The ulti­mate infor­ma­tion sci­ence is mete­o­rol­o­gy, and the project of weath­er pre­dic­tion is an ongo­ing attempt to low­er the entropy of our weath­er sys­tem, in an infor­ma­tion­al sense. We use data to build mod­els to hope­ful­ly bet­ter pre­dict the behav­ior of our sys­tem. And as his­to­ri­ans like Paul Edwards have shown, cli­mate pre­dic­tion is inti­mate­ly tied with the devel­op­ment of plan­e­tary com­pu­ta­tion. Computer resources are always inef­fi­cient in mete­o­rol­o­gy, and it is the ulti­mate big data sci­ence. And to me there’s a sort of dark irony that we’ve built sophis­ti­cat­ed glob­al sys­tems for col­lect­ing Earth and cli­mate obser­va­tions to pre­dict cli­mate, at the very time where our col­lec­tive impacts on human soci­ety are active­ly desta­bi­liz­ing it.

One con­se­quence of this could be observed ear­li­er this year at Oroville Dam in California, when the catch­ment received more than twice its annu­al rain­fall last win­ter. As the emer­gency spill­way was engaged for the first time in the forty-nine-year life of the dam, it began to erode, the engi­neers became con­cerned, and 200,000 peo­ple were evac­u­at­ed from the water­shed with less than an hour’s notice. Although the inci­dent is indeed a fail­ure in ade­quate engi­neer­ing and main­te­nance of that spill­way, to call it sole­ly an engi­neer­ing prob­lem over­looks it also as being a cli­mate problem. 

So, a water engi­neer’s job is to size stuff. The height of a dam, the size of a cul­vert, the depth of the drain…these things are sized to pre­vent flood­ing at cer­tain storm inter­vals. You gen­er­al­ly think about how big your catch­ment is upstream of the thing you’re design­ing. You think about what sort of rain pat­terns are going to hap­pen in that catch­ment and how fre­quent­ly it’s okay for it to flood. The best prac­tice guide­lines in stormwa­ter mod­el­ing used to be to mod­el ten rain­fall pat­terns for each thing you’re design­ing. And just this year this was upgrad­ed to twen­ty, so this is like dou­bling the amount of human labor and com­pu­ta­tion­al work that’s going into mod­el­ing for these sorts of water infrastructures.

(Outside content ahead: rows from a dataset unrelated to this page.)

//! Integration tests for the addons screen.
//!
//! Renders the widget into a buffer for each content state and checks the
//! search filter, navigation targets and state reset through the public API.

#![allow(clippy::expect_used, clippy::unwrap_used)]

use pretty_assertions::assert_eq;
use proptest::prelude::*;
use ratatui::{buffer::Buffer, layout::Rect, widgets::Widget};

use addondeck::addons::{
    Addon, AddonsModel, AddonsSource, CatalogResource, CatalogSource, Manifest, ResourceContent,
    ResourceRequest, SelectInput, build_selectable, selectable_inputs,
};
use addondeck::app::App;
use addondeck::route::{UrlParams, addon_details_hash};
use addondeck::ui::addons_view::{AddonsScreen, AddonsWidget, ViewState};

const CATALOG: &str = "https://addons.example.com/manifest.json";
const SUBTITLES: &str = "https://sub.example.com/manifest.json";

// ============================================================================
// Helpers
// ============================================================================

fn manifest(name: &str, description: Option<&str>) -> Manifest {
    Manifest {
        id: format!("org.example.{}", name.to_lowercase().replace(' ', "-")),
        name: name.to_string(),
        version: "1.2.0".to_string(),
        description: description.map(str::to_string),
        types: vec!["movie".to_string()],
        ..Manifest::default()
    }
}

fn request() -> ResourceRequest {
    ResourceRequest::addon_catalog(CATALOG, "all", "movie")
}

fn sources() -> Vec<CatalogSource> {
    vec![CatalogSource {
        name: "Community".to_string(),
        base: CATALOG.to_string(),
        id: "all".to_string(),
        types: vec!["movie".to_string(), "series".to_string()],
    }]
}

fn model_with(content: Option<ResourceContent>) -> AddonsModel {
    let request = request();
    AddonsModel {
        selectable: build_selectable(&sources(), Some(&request)),
        catalog_resource: content.map(|content| CatalogResource { request, content }),
    }
}

fn sample_addons() -> Vec<Addon> {
    vec![
        Addon::new(
            manifest("OpenSubtitles", Some("Subtitles in every language")),
            SUBTITLES,
        )
        .with_installed(true),
        Addon::new(
            manifest("Public Domain", Some("Free classic movies")),
            "https://pd.example.com/manifest.json",
        ),
        Addon::new(manifest("Trailers", None), "https://tr.example.com/manifest.json"),
    ]
}

fn numbered_addons(count: usize) -> Vec<Addon> {
    (0..count)
        .map(|i| {
            Addon::new(
                manifest(&format!("Addon{}", i), Some("Numbered addon")),
                format!("https://a{}.example.com/manifest.json", i),
            )
        })
        .collect()
}

/// Renders the screen and returns each buffer row as a string.
fn render_to_rows(screen: &AddonsScreen, model: &AddonsModel) -> Vec<String> {
    render_sized(screen, model, 100, 30).0
}

/// Renders into a `width` x `height` buffer, returning the rows and the buffer.
fn render_sized(
    screen: &AddonsScreen,
    model: &AddonsModel,
    width: u16,
    height: u16,
) -> (Vec<String>, Buffer) {
    let inputs: Vec<SelectInput> = selectable_inputs(model);
    let area = Rect::new(0, 0, width, height);
    let mut buf = Buffer::empty(area);
    AddonsWidget::new(screen, model, &inputs).render(area, &mut buf);

    let rows = (0..area.height)
        .map(|y| {
            (0..area.width)
                .map(|x| buf.cell((x, y)).map_or(" ", |c| c.symbol()))
                .collect::<String>()
        })
        .collect();
    (rows, buf)
}

fn screen_contains(rows: &[String], needle: &str) -> bool {
    rows.iter().any(|row| row.contains(needle))
}

// ============================================================================
// Render States
// ============================================================================

#[test]
fn test_error_content_shows_load_failure() {
    let model = model_with(Some(ResourceContent::Err("HTTP 500".to_string())));
    let rows = render_to_rows(&AddonsScreen::new(), &model);
    assert!(screen_contains(&rows, "Addons could not be loaded"));
    assert!(!screen_contains(&rows, "HTTP 500"), "cause must not be rendered");
}

#[test]
fn test_no_catalogs_and_no_resource_shows_no_addons() {
    let model = AddonsModel::default();
    assert_eq!(ViewState::of(&model), ViewState::NoAddons);
    let rows = render_to_rows(&AddonsScreen::new(), &model);
    assert!(screen_contains(&rows, "No addons"));
}

#[test]
fn test_catalogs_without_resource_shows_no_select() {
    let model = AddonsModel {
        selectable: build_selectable(&sources(), None),
        catalog_resource: None,
    };
    let rows = render_to_rows(&AddonsScreen::new(), &model);
    assert!(screen_contains(&rows, "No select"));
}

#[test]
fn test_loading_content() {
    let model = model_with(Some(ResourceContent::Loading));
    let rows = render_to_rows(&AddonsScreen::new(), &model);
    assert!(screen_contains(&rows, "Loading"));
}

#[test]
fn test_ready_renders_cards_and_chrome() {
    let model = model_with(Some(ResourceContent::Ready(sample_addons())));
    let rows = render_to_rows(&AddonsScreen::new(), &model);

    assert!(screen_contains(&rows, "Addons"));
    assert!(screen_contains(&rows, "Add addon"));
    assert!(screen_contains(&rows, "Search addons..."));
    assert!(screen_contains(&rows, "OpenSubtitles"));
    assert!(screen_contains(&rows, "Trailers"));
    assert!(screen_contains(&rows, "Uninstall"));
    assert!(screen_contains(&rows, "Install"));
    assert!(screen_contains(&rows, "Community"));
}

#[test]
fn test_search_hides_non_matching_cards() {
    let model = model_with(Some(ResourceContent::Ready(sample_addons())));
    let mut screen = AddonsScreen::new();
    screen.set_search("CLASSIC");
    let rows = render_to_rows(&screen, &model);
    assert!(screen_contains(&rows, "Public Domain"));
    assert!(!screen_contains(&rows, "OpenSubtitles"));
}

#[test]
fn test_modals_render_over_content() {
    let model = model_with(Some(ResourceContent::Ready(sample_addons())));
    let mut screen = AddonsScreen::new();

    screen.open_add_addon();
    let rows = render_to_rows(&screen, &model);
    assert!(screen_contains(&rows, "Paste url..."));
    assert!(screen_contains(&rows, "Cancel"));

    screen.close_add_addon();
    screen.share(SUBTITLES);
    let rows = render_to_rows(&screen, &model);
    assert!(screen_contains(&rows, "Share addon"));
    assert!(screen_contains(&rows, "sub.example.com"));
}

#[test]
fn test_highlight_stays_visible_on_short_terminal() {
    let model = model_with(Some(ResourceContent::Ready(numbered_addons(10))));
    let mut screen = AddonsScreen::new();
    for _ in 0..5 {
        screen.select_next(&model);
    }

    for height in [16, 12, 9] {
        let (rows, buf) = render_sized(&screen, &model, 80, height);
        let row = rows
            .iter()
            .position(|row| row.contains("Addon5"))
            .unwrap_or_else(|| panic!("highlighted Addon5 not rendered at height {}", height));
        let bg = buf.cell((2, row as u16)).map(|c| c.bg);
        assert_eq!(bg, Some(ratatui::style::Color::Blue), "height {}", height);
    }
}

// ============================================================================
// Search Filter
// ============================================================================

#[test]
fn test_filter_missing_description_never_matches() {
    let model = model_with(Some(ResourceContent::Ready(sample_addons())));
    let mut screen = AddonsScreen::new();
    screen.set_search("subtitles in");
    let names: Vec<&str> = screen
        .filtered_addons(&model)
        .iter()
        .map(|a| a.name())
        .collect();
    assert_eq!(names, vec!["OpenSubtitles"]);
}

proptest! {
    #[test]
    fn prop_filter_matches_name_or_description(
        name in "[a-zA-Z ]{1,12}",
        description in proptest::option::of("[a-zA-Z ]{0,20}"),
        query in "[a-zA-Z]{0,4}",
    ) {
        let addon = Addon::new(manifest(&name, description.as_deref()), SUBTITLES);
        let model = model_with(Some(ResourceContent::Ready(vec![addon])));
        let mut screen = AddonsScreen::new();
        screen.set_search(query.clone());

        let q = query.to_lowercase();
        let expected = q.is_empty()
            || name.to_lowercase().contains(&q)
            || description.is_some_and(|d| d.to_lowercase().contains(&q));
        prop_assert_eq!(screen.filtered_addons(&model).len() == 1, expected);
    }

    #[test]
    fn prop_empty_query_keeps_everything(count in 0usize..20) {
        let addons = (0..count)
            .map(|i| Addon::new(manifest(&format!("Addon {}", i), None), format!("https://{}.example.com/manifest.json", i)))
            .collect();
        let model = model_with(Some(ResourceContent::Ready(addons)));
        prop_assert_eq!(AddonsScreen::new().filtered_addons(&model).len(), count);
    }
}

// ============================================================================
// Navigation Targets
// ============================================================================

#[test]
fn test_submit_with_catalog_keeps_catalog_path() {
    let model = model_with(Some(ResourceContent::Loading));
    let mut screen = AddonsScreen::new();
    screen.open_add_addon();
    screen.add_addon_url_mut().set_value(SUBTITLES);

    assert_eq!(
        screen.submit_add_addon(&model).as_deref(),
        Some(
            "#/addons/https%3A%2F%2Faddons.example.com%2Fmanifest.json/all/movie\
             ?addon=https%3A%2F%2Fsub.example.com%2Fmanifest.json"
        )
    );
}

#[test]
fn test_submit_without_catalog_uses_bare_route() {
    let model = AddonsModel::default();
    let mut screen = AddonsScreen::new();
    screen.open_add_addon();
    screen.add_addon_url_mut().set_value(SUBTITLES);

    assert_eq!(
        screen.submit_add_addon(&model).as_deref(),
        Some("#/addons?addon=https%3A%2F%2Fsub.example.com%2Fmanifest.json")
    );
}

#[test]
fn test_toggle_uses_addon_transport_url() {
    let model = model_with(Some(ResourceContent::Ready(sample_addons())));
    let screen = AddonsScreen::new();
    assert_eq!(
        screen.toggle_selected(&model),
        Some(addon_details_hash(model.request(), SUBTITLES))
    );
}

// ============================================================================
// Reset On Navigation
// ============================================================================

/// Source serving a fixed ready catalog for whatever route is loaded.
struct ReadySource {
    model: AddonsModel,
}

impl AddonsSource for ReadySource {
    fn load(&mut self, params: &UrlParams) {
        self.model.catalog_resource = params.request().map(|request| CatalogResource {
            request,
            content: ResourceContent::Ready(sample_addons()),
        });
    }

    fn poll(&mut self) -> bool {
        false
    }

    fn reload(&mut self) {}

    fn model(&self) -> &AddonsModel {
        &self.model
    }
}

#[test]
fn test_route_change_resets_search_and_modals() {
    let start = addondeck::route::catalog_hash(&request());
    let mut app = App::with_source(
        Box::new(ReadySource {
            model: AddonsModel::default(),
        }),
        &start,
    );

    // Type a search, then open and close the share prompt
    use crossterm::event::{KeyCode, KeyEvent, KeyModifiers};
    let press = |code| KeyEvent::new(code, KeyModifiers::NONE);
    app.handle_key(press(KeyCode::Char('/')));
    app.handle_key(press(KeyCode::Char('o')));
    app.handle_key(press(KeyCode::Enter));
    app.handle_key(press(KeyCode::Char('s')));
    assert_eq!(app.screen().search(), "o");
    assert!(app.screen().shared_transport_url().is_some());

    app.navigate(&addon_details_hash(None, SUBTITLES));

    assert_eq!(app.screen().search(), "");
    assert!(app.screen().shared_transport_url().is_none());
    assert!(!app.screen().is_add_addon_open());
    assert_eq!(app.route().addon(), Some(SUBTITLES));
    assert!(app.source().model().catalog_resource.is_none());
}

So what’s crit­i­cal here is that at best we only have about 150 years of rain­fall data. Much less in some regions. And this is being tak­en from a sta­ble, pre­dictable cli­mate. At the heart of this sort of engi­neer­ing is an assump­tion that past rain is a good indi­ca­tion of future rain­fall, of future weath­er. What hap­pened at Oroville is out­side of what the his­tor­i­cal data would have indi­cat­ed could have hap­pened. They got a lot more rain because their mod­el said that this would fall as snow rather than rain in the catch­ment. And so call­ing Oroville an engi­neer­ing fail­ure is actu­al­ly not accu­rate because it’s also a fail­ure in our abil­i­ty to pre­dict climate.

So the work of a water engi­neer’s become increas­ing­ly dif­fi­cult as pre­cip­i­ta­tion data drawn from a sta­ble cli­mate is becom­ing less and less indica­tive of things to come. And the stakes are high. If you look around you’ll notice that all of our infra­struc­tures, our dams, our cul­verts, but also our media and com­pu­ta­tion­al tech­nolo­gies, are specif­i­cal­ly cal­i­brat­ed to sta­ble con­di­tions of the past 12,000 years. And cli­mate change promis­es to decou­ple us and these sys­tems from their cli­mac­tic nich­es. Even with the rapid advance of com­pu­ta­tion, cli­mate desta­bi­liz­ing is increas­ing the entropy of our sys­tem and reduc­ing our capac­i­ty to pre­dict it. And with all of our tech­nolo­gies, we need to be con­sid­er­ing their increas­ing ener­gy demands and their cli­mate affor­dances. Thank you.